Sudan threatens reprisal over 'Israeli airstrike'

Author: 
Agencies
Publication Date: 
Thu, 2011-04-07 00:35

"This is absolutely an Israeli attack," he told journalists following his meeting with US special envoy to Sudan, Princeton Lyman. He said Israel was trying to make Sudan look like a sponsor of terror to keep it from being removed from the US terrorism list.
Karti said the attack was “a flagrant Israeli aggression.”
One of the two people killed in the strike was a Sudanese citizen who had no ties to extremists or the government, he said.
Israeli Foreign Ministry spokesman Yigal Palmor declined to comment on the accusation.
While Israel never comments on covert operations, its officials have said Sudan is a frequent transit point for illicit weapons headed to Hamas militants in the Gaza Strip.
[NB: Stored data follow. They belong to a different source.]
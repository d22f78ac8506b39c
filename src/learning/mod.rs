//! Learning & Risk-Discovery Loop
//!
//! On each learning tick a pilot with enough trading history gets:
//! - a refreshed win rate (mark-to-market against current quotes)
//! - the day's return applied to its capital, plus a performance point
//! - a new `RiskDnaDiscovery` from its behavioral counters
//!
//! `apply_learning` is the pure part; the engine gathers trades, quotes and
//! the day's return first, then calls it under the pilot lock.

pub mod discovery;
pub mod returns;

use chrono::{DateTime, Utc};
use serde::{Deserialize, Serialize};
use std::collections::HashMap;

use crate::pilot::{PerformancePoint, PilotState, PilotStatus, Trade};
use crate::strategy::types::RiskDna;

pub use discovery::{average_hold_hours, discover, BehaviorCounters, DiscoveryInput, RiskDnaDiscovery};
pub use returns::{FixedReturnModel, ReturnModel, SimulatedReturnModel};

/// Learning loop configuration
#[derive(Debug, Clone, Serialize, Deserialize)]
pub struct LearningConfig {
    /// Pilots with fewer executed trades are left alone
    #[serde(default = "default_min_trades")]
    pub min_trades: u64,

    /// Performance points kept per pilot
    #[serde(default = "default_history_capacity")]
    pub history_capacity: usize,
}

fn default_min_trades() -> u64 {
    5
}

fn default_history_capacity() -> usize {
    365
}

impl Default for LearningConfig {
    fn default() -> Self {
        Self {
            min_trades: default_min_trades(),
            history_capacity: default_history_capacity(),
        }
    }
}

/// What one learning pass changed on a pilot
#[derive(Debug, Clone, PartialEq, Serialize, Deserialize)]
pub struct LearningOutcome {
    pub pilot_id: String,
    pub win_rate: f64,
    pub day_return: f64,
    pub current_value: f64,
    pub discovered_risk: RiskDna,
    pub confidence: f64,
}

/// Count trades that are in profit at the given quotes
pub fn count_wins(trades: &[Trade], quotes: &HashMap<String, f64>) -> u64 {
    trades
        .iter()
        .filter(|t| t.is_executed())
        .filter(|t| {
            quotes
                .get(&t.asset)
                .map(|price| t.mark_to_market(*price) > 0.0)
                .unwrap_or(false)
        })
        .count() as u64
}

/// Run one learning step for a pilot. Returns `None` when the pilot is
/// closed or has fewer than `min_trades` trades.
pub fn apply_learning(
    state: &mut PilotState,
    trades: &[Trade],
    quotes: &HashMap<String, f64>,
    day_return: f64,
    config: &LearningConfig,
    now: DateTime<Utc>,
) -> Option<LearningOutcome> {
    if state.pilot.status == PilotStatus::Closed || state.pilot.total_trades < config.min_trades {
        return None;
    }

    let wins = count_wins(trades, quotes);
    state.pilot.win_rate = wins as f64 / state.pilot.total_trades as f64;
    state.pilot.apply_day_return(day_return);

    if state.pilot.status == PilotStatus::Active {
        state.behavior.observe_drawdown(state.pilot.total_return_percent);
    }

    let point = PerformancePoint::capture(&state.pilot, day_return, now);
    state.push_history(point, config.history_capacity);

    let found = discover(DiscoveryInput {
        pilot_id: &state.pilot.id,
        declared: state.pilot.risk_dna,
        counters: &state.behavior,
        avg_hold_time_hours: average_hold_hours(trades),
        total_trades: state.pilot.total_trades,
        now,
    });

    let outcome = LearningOutcome {
        pilot_id: state.pilot.id.clone(),
        win_rate: state.pilot.win_rate,
        day_return,
        current_value: state.pilot.current_value,
        discovered_risk: found.discovered_risk,
        confidence: found.confidence,
    };
    state.discovery = Some(found);
    Some(outcome)
}

#[cfg(test)]
mod tests {
    use super::*;
    use crate::pilot::trade::fixtures::trade;
    use crate::pilot::{Pilot, PilotPreferences, TradeSide};

    fn state_with_trades(count: u64) -> PilotState {
        let mut pilot = Pilot::new("u", 1000.0, &PilotPreferences::default());
        pilot.total_trades = count;
        PilotState::new(pilot, 20, 100)
    }

    #[test]
    fn test_below_min_trades_untouched() {
        let mut state = state_with_trades(4);
        let before = state.pilot.clone();
        let outcome = apply_learning(
            &mut state,
            &[],
            &HashMap::new(),
            0.05,
            &LearningConfig::default(),
            Utc::now(),
        );
        assert!(outcome.is_none());
        assert_eq!(state.pilot, before);
        assert!(state.history.is_empty());
        assert!(state.discovery.is_none());
    }

    #[test]
    fn test_win_rate_and_capital_update() {
        let mut state = state_with_trades(4);
        let id = state.pilot.id.clone();
        let trades: Vec<Trade> = vec![
            trade(1, &id, TradeSide::Buy, 100.0, 1.0),
            trade(2, &id, TradeSide::Buy, 200.0, 1.0),
            trade(3, &id, TradeSide::Sell, 200.0, 1.0),
            trade(4, &id, TradeSide::Sell, 100.0, 1.0),
        ];
        state.pilot.total_trades = 5;
        let quotes = HashMap::from([("AAPL".to_string(), 150.0)]);

        let outcome = apply_learning(
            &mut state,
            &trades,
            &quotes,
            0.02,
            &LearningConfig::default(),
            Utc::now(),
        )
        .unwrap();

        // buy@100 and sell@200 are winners at 150
        assert!((outcome.win_rate - 0.4).abs() < 1e-9);
        assert!((state.pilot.current_value - 1020.0).abs() < 1e-9);
        assert!((state.pilot.total_return_percent - 2.0).abs() < 1e-9);
        assert_eq!(state.history.len(), 1);
        assert!(state.discovery.is_some());
    }

    #[test]
    fn test_drawdown_recorded_while_active() {
        let mut state = state_with_trades(5);
        apply_learning(
            &mut state,
            &[],
            &HashMap::new(),
            -0.15,
            &LearningConfig::default(),
            Utc::now(),
        );
        assert!((state.behavior.drawdown_tolerance - 15.0).abs() < 1e-9);
    }

    #[test]
    fn test_closed_pilot_skipped() {
        let mut state = state_with_trades(10);
        state.pilot.transition(PilotStatus::Exiting).unwrap();
        state.pilot.transition(PilotStatus::Closed).unwrap();
        assert!(apply_learning(
            &mut state,
            &[],
            &HashMap::new(),
            0.01,
            &LearningConfig::default(),
            Utc::now(),
        )
        .is_none());
    }
}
Israeli defense analyst Alon Ben-David told The Associated Press that if it was an Israeli strike, it would most likely have been against weapons smugglers supplying Hamas.
“Now you can assume that if indeed Israel committed the strike and sent its fighter aircraft 1,500 kilometers (1,000 miles) away, that was a very high-value target,” he said.
The deputy governor of Port Sudan state, Sirul Khatim Kunna, told the Sudan Media Center that an investigation is underway into the circumstances behind the attack, but it appears that the car was hit by a missile.
The news agency added that the Sudanese government would take the matter to the United Nations Security Council.
There were apparently four cars in the convoy, according to the independent daily Al-Rai Al-Am, but only one was targeted. The attack caused panic in Port Sudan, which is the site of the country’s main oil export terminal, the paper added.
In 2009, a convoy carrying weapons in Sudan was targeted from the air, killing dozens. It was widely believed that Israel carried out the attack on a weapons shipment headed for Palestinian militants in the Gaza Strip. Israel never confirmed or denied that.
In another development, Sudan's security forces confiscated copies of an opposition newspaper on Wednesday. Sudan's constitution guarantees press freedom but several journalists have been detained without charge in recent months and papers are often subject to direct censorship.
"They confiscated all the copies of the paper at the printing press after we printed," Faiz Al-Silaik, deputy editor in chief of daily Ajras Al-Huriya, told Reuters.
Al-Silaik, whose newspaper is linked to the south's dominant SPLM party, said the move may have been sparked by its coverage on Wednesday of the Port Sudan attack and long-delayed May elections in South Kordofan state.
Elections in the state, a region containing much of north Sudan's future oil production but where the SPLM has strong support, has provoked security fears for the north's dominant National Congress Party.